A batsman strikes a ball during a cricket match at the Bombay Gymkhana in Mumbai (Photographer: Dhiraj Singh/Bloomberg)

India’s Richest Sports Body Has Money It Can’t Spend

The Supreme Court on Friday tightened the noose around the Indian cricket board, pushing it further to implement the Justice Lodha panel’s recommendations.

The Board of Control for Cricket in India (BCCI) has been barred from taking any financial decisions on contracts and media rights, beyond a threshold which will be set by the Lodha panel. Any transaction above the stipulated amount will need the panel’s go ahead.

An independent auditor will also be appointed to oversee and scrutinise existing contracts that have been entered by the country’s richest sporting body.

Implementing Reforms

The Chief Justice of India-led bench has granted the BCCI another two weeks to implement the reforms suggested by the Lodha panel. The top office bearers, president Anurag Thakur and secretary Ajay Shirke will have to appear before the Justice Lodha committee to give an update on the changes made to the board, and also submit a compliance report before the Supreme Court once the suggested changes have been adopted. International Cricket Council chairman Shashank Manohar will also have to be intimated as per today’s directions.

The stay on any fund disbursements to state cricket association will continue till the matter is taken up for hearing on December 5.

The court did stop short of replacing the entire top brass of BCCI though, as had been recommended by the Lodha panel, choosing to give it some more time to implement the reforms.

The Justice Lodha committee had approached the Supreme Court seeking to replace the BCCI's top brass with administrators from the field of cricket and the judiciary.

The panel sought this change on account of non-compliance of the court’s orders by the cricket board.

The Lodha committee has also raised objections to remarks made by former apex court judge Markandey Katju against the committee and the judiciary in his report to the BCCI.

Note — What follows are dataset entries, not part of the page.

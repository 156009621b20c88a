//! Health poll timing tests on a paused tokio clock.

use std::time::Duration;

use redeploy_cli::application::services::health_poll::poll_health;
use redeploy_cli::domain::health::HEALTH_POLL_INTERVAL;
use redeploy_cli::domain::{HealthVerdict, ProbeResult};
use tokio::time::Instant;

use crate::helpers::{ReadyAt, ScriptedProbe, refused};

const URL: &str = "http://127.0.0.1:3000/health";

#[tokio::test(start_paused = true)]
async fn immediate_200_succeeds_without_sleeping() {
    let probe = ScriptedProbe::always(ProbeResult::Responded(200));
    let start = Instant::now();

    let verdict = poll_health(&probe, URL, Duration::from_secs(15), HEALTH_POLL_INTERVAL).await;

    assert_eq!(verdict, HealthVerdict::Healthy { attempts: 1 });
    assert_eq!(probe.calls.get(), 1);
    assert_eq!(start.elapsed(), Duration::ZERO);
}

#[tokio::test(start_paused = true)]
async fn immediate_404_fails_after_one_request() {
    let probe = ScriptedProbe::always(ProbeResult::Responded(404));
    let start = Instant::now();

    let verdict = poll_health(&probe, URL, Duration::from_secs(15), HEALTH_POLL_INTERVAL).await;

    assert_eq!(
        verdict,
        HealthVerdict::BadStatus {
            status: 404,
            attempts: 1
        }
    );
    assert_eq!(probe.calls.get(), 1);
    assert_eq!(start.elapsed(), Duration::ZERO);
}

#[tokio::test(start_paused = true)]
async fn unreachable_endpoint_fails_only_after_deadline() {
    let probe = ScriptedProbe::always(refused());
    let timeout = Duration::from_secs(2);
    let start = Instant::now();

    let verdict = poll_health(&probe, URL, timeout, HEALTH_POLL_INTERVAL).await;

    assert!(start.elapsed() >= timeout, "gave up after {:?}", start.elapsed());
    let HealthVerdict::TimedOut {
        attempts,
        last_error,
    } = verdict
    else {
        panic!("expected TimedOut");
    };
    assert!(attempts > 1, "should have retried, made {attempts} attempts");
    assert_eq!(attempts, probe.calls.get());
    assert!(last_error.unwrap().contains("refused"));
}

#[tokio::test(start_paused = true)]
async fn endpoint_coming_up_after_one_second_succeeds() {
    let probe = ReadyAt::after(Duration::from_secs(1));
    let start = Instant::now();

    let verdict = poll_health(&probe, URL, Duration::from_secs(5), HEALTH_POLL_INTERVAL).await;

    assert!(verdict.is_healthy(), "{verdict:?}");
    assert!(verdict.attempts() >= 3, "{verdict:?}");
    assert!(start.elapsed() >= Duration::from_secs(1));
    assert!(start.elapsed() < Duration::from_secs(2));
}

#[tokio::test(start_paused = true)]
async fn zero_timeout_makes_no_request() {
    let probe = ScriptedProbe::always(ProbeResult::Responded(200));

    let verdict = poll_health(&probe, URL, Duration::ZERO, HEALTH_POLL_INTERVAL).await;

    assert_eq!(
        verdict,
        HealthVerdict::TimedOut {
            attempts: 0,
            last_error: None
        }
    );
    assert_eq!(probe.calls.get(), 0);
}

#[tokio::test(start_paused = true)]
async fn non_200_after_retries_is_not_retried() {
    let probe = ScriptedProbe::then(
        vec![refused(), refused(), ProbeResult::Responded(503)],
        ProbeResult::Responded(200),
    );

    let verdict = poll_health(&probe, URL, Duration::from_secs(15), HEALTH_POLL_INTERVAL).await;

    assert_eq!(
        verdict,
        HealthVerdict::BadStatus {
            status: 503,
            attempts: 3
        }
    );
    assert_eq!(probe.calls.get(), 3);
}

#[tokio::test(start_paused = true)]
async fn timeout_beyond_clock_range_polls_without_deadline() {
    let probe = ScriptedProbe::then(
        vec![refused(), refused()],
        ProbeResult::Responded(200),
    );

    let verdict = poll_health(
        &probe,
        URL,
        Duration::from_secs(u64::MAX),
        HEALTH_POLL_INTERVAL,
    )
    .await;

    assert_eq!(verdict, HealthVerdict::Healthy { attempts: 3 });
}

#[tokio::test(start_paused = true)]
async fn timeout_beyond_clock_range_still_stops_on_bad_status() {
    let probe = ScriptedProbe::always(ProbeResult::Responded(500));

    let verdict = poll_health(
        &probe,
        URL,
        Duration::from_secs(u64::MAX),
        HEALTH_POLL_INTERVAL,
    )
    .await;

    assert_eq!(
        verdict,
        HealthVerdict::BadStatus {
            status: 500,
            attempts: 1
        }
    );
}
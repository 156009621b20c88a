//! `redeploy check` — verify the compose CLI and descriptor are in place.

use anyhow::Result;

use crate::app::AppContext;
use crate::application::PipelineRunner;
use crate::application::services::preconditions::check_preconditions;
use crate::domain::ExitCode;
use crate::domain::pipeline::PRECONDITIONS;
use crate::output::TerminalReporter;

/// Run the check command.
///
/// # Errors
///
/// Never fails on its own; a missing file is reported and mapped to exit 2.
pub async fn run(app: &AppContext) -> Result<ExitCode> {
    let reporter = TerminalReporter::new(&app.output);
    let fs = &app.fs;
    let config = &app.config;
    let result = PipelineRunner::new(&reporter)
        .run_step(PRECONDITIONS, move || async move {
            check_preconditions(fs, config)
        })
        .await;
    Ok(super::finish(app, result, "Ready to deploy"))
}
//! Application context — unified state passed to every command handler.
//!
//! Constructed once in `Cli::run()` after the configuration has been loaded,
//! so every handler sees the same effective `DeployConfig` and the same
//! infrastructure adapters.

use anyhow::Result;

use crate::application::services::config_service;
use crate::application::services::deploy::DeployPorts;
use crate::domain::{ConfigOverrides, DeployConfig};
use crate::infra::archive::TarArchive;
use crate::infra::command_runner::TokioCommandRunner;
use crate::infra::config::YamlConfigStore;
use crate::infra::fs::StdFs;
use crate::infra::http::UreqHttp;
use crate::output::OutputContext;

/// Output rendering flags.
pub struct OutputFlags {
    /// Disable ANSI color output.
    pub no_color: bool,
    /// Suppress non-error output.
    pub quiet: bool,
}

/// Flags passed from the top-level CLI to `AppContext::new`.
pub struct AppFlags {
    /// Output rendering options.
    pub output: OutputFlags,
    /// Configuration file store (explicit `--config` path or the default).
    pub config_store: YamlConfigStore,
    /// Per-field overrides from the command line.
    pub overrides: ConfigOverrides,
}

/// Unified application context passed to every command handler.
pub struct AppContext {
    /// Terminal output context (colors, quiet mode).
    pub output: OutputContext,
    /// Effective, validated configuration.
    pub config: DeployConfig,
    /// Where the configuration file was looked up.
    pub config_store: YamlConfigStore,
    /// Compose CLI runner, rooted at `config.work_dir`.
    pub runner: TokioCommandRunner,
    /// HTTP client for the archive download and the health probe.
    pub http: UreqHttp,
    /// Tarball extractor.
    pub archive: TarArchive,
    /// Local filesystem.
    pub fs: StdFs,
}

impl AppContext {
    /// Construct an `AppContext` from top-level CLI flags.
    ///
    /// # Errors
    ///
    /// Returns an error if the configuration file cannot be loaded or the
    /// effective configuration is invalid.
    pub fn new(flags: AppFlags) -> Result<Self> {
        let AppFlags {
            output,
            config_store,
            overrides,
        } = flags;
        let config = config_service::load_config(&config_store, overrides)?;

        Ok(Self {
            output: OutputContext::new(output.no_color, output.quiet),
            runner: TokioCommandRunner::new(config.work_dir.clone()),
            http: UreqHttp::new(),
            archive: TarArchive,
            fs: StdFs,
            config,
            config_store,
        })
    }

    /// Borrow the infrastructure adapters the deploy pipeline runs against.
    #[must_use]
    pub fn deploy_ports(
        &self,
    ) -> DeployPorts<'_, TokioCommandRunner, StdFs, UreqHttp, TarArchive, UreqHttp> {
        DeployPorts {
            runner: &self.runner,
            fs: &self.fs,
            downloader: &self.http,
            extractor: &self.archive,
            probe: &self.http,
        }
    }
}
//! Teardown, build and launch invoke the compose CLI with fixed arguments.

use std::path::Path;

use redeploy_cli::application::ports::ChildOutput;
use redeploy_cli::application::services::compose::{build, launch, teardown};

use crate::helpers::{ScriptedRunner, SpawnFailRunner};

const EXE: &str = "/usr/local/bin/docker-compose";

#[tokio::test]
async fn teardown_runs_down_with_output_discarded() {
    let runner = ScriptedRunner::default();
    assert!(teardown(&runner, Path::new(EXE)).await.unwrap());
    assert_eq!(
        *runner.calls.borrow(),
        [(vec!["down".to_string()], ChildOutput::Discard)]
    );
}

#[tokio::test]
async fn teardown_result_mirrors_exit_code() {
    let runner = ScriptedRunner::exiting("down", 1);
    assert!(!teardown(&runner, Path::new(EXE)).await.unwrap());
}

#[tokio::test]
async fn build_pulls_and_streams_output() {
    let runner = ScriptedRunner::default();
    assert!(build(&runner, Path::new(EXE)).await.unwrap());
    assert_eq!(
        *runner.calls.borrow(),
        [(
            vec!["build".to_string(), "--pull".to_string()],
            ChildOutput::Inherit
        )]
    );
}

#[tokio::test]
async fn launch_starts_detached_with_output_discarded() {
    let runner = ScriptedRunner::exiting("up", 17);
    assert!(!launch(&runner, Path::new(EXE)).await.unwrap());
    assert_eq!(
        *runner.calls.borrow(),
        [(
            vec!["up".to_string(), "-d".to_string()],
            ChildOutput::Discard
        )]
    );
}

#[tokio::test]
async fn spawn_failure_is_an_error_not_a_negative_result() {
    let err = teardown(&SpawnFailRunner, Path::new(EXE))
        .await
        .expect_err("spawn failure should propagate");
    assert!(err.to_string().contains("permission denied"), "{err}");
}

Justice Katju had called the Supreme Court ruling on BCCI reforms as unconstitutional and said that the court should have left it to the Parliament to decide on the reform process.

Scepticism Remains

Justice RM Lodha who has also been entrusted with the job of appointing the independent auditor to scrutinise BCCI’s contracts, hopes that the governing council members will allow the auditor and the panel to function independently, and implement the apex court’s order.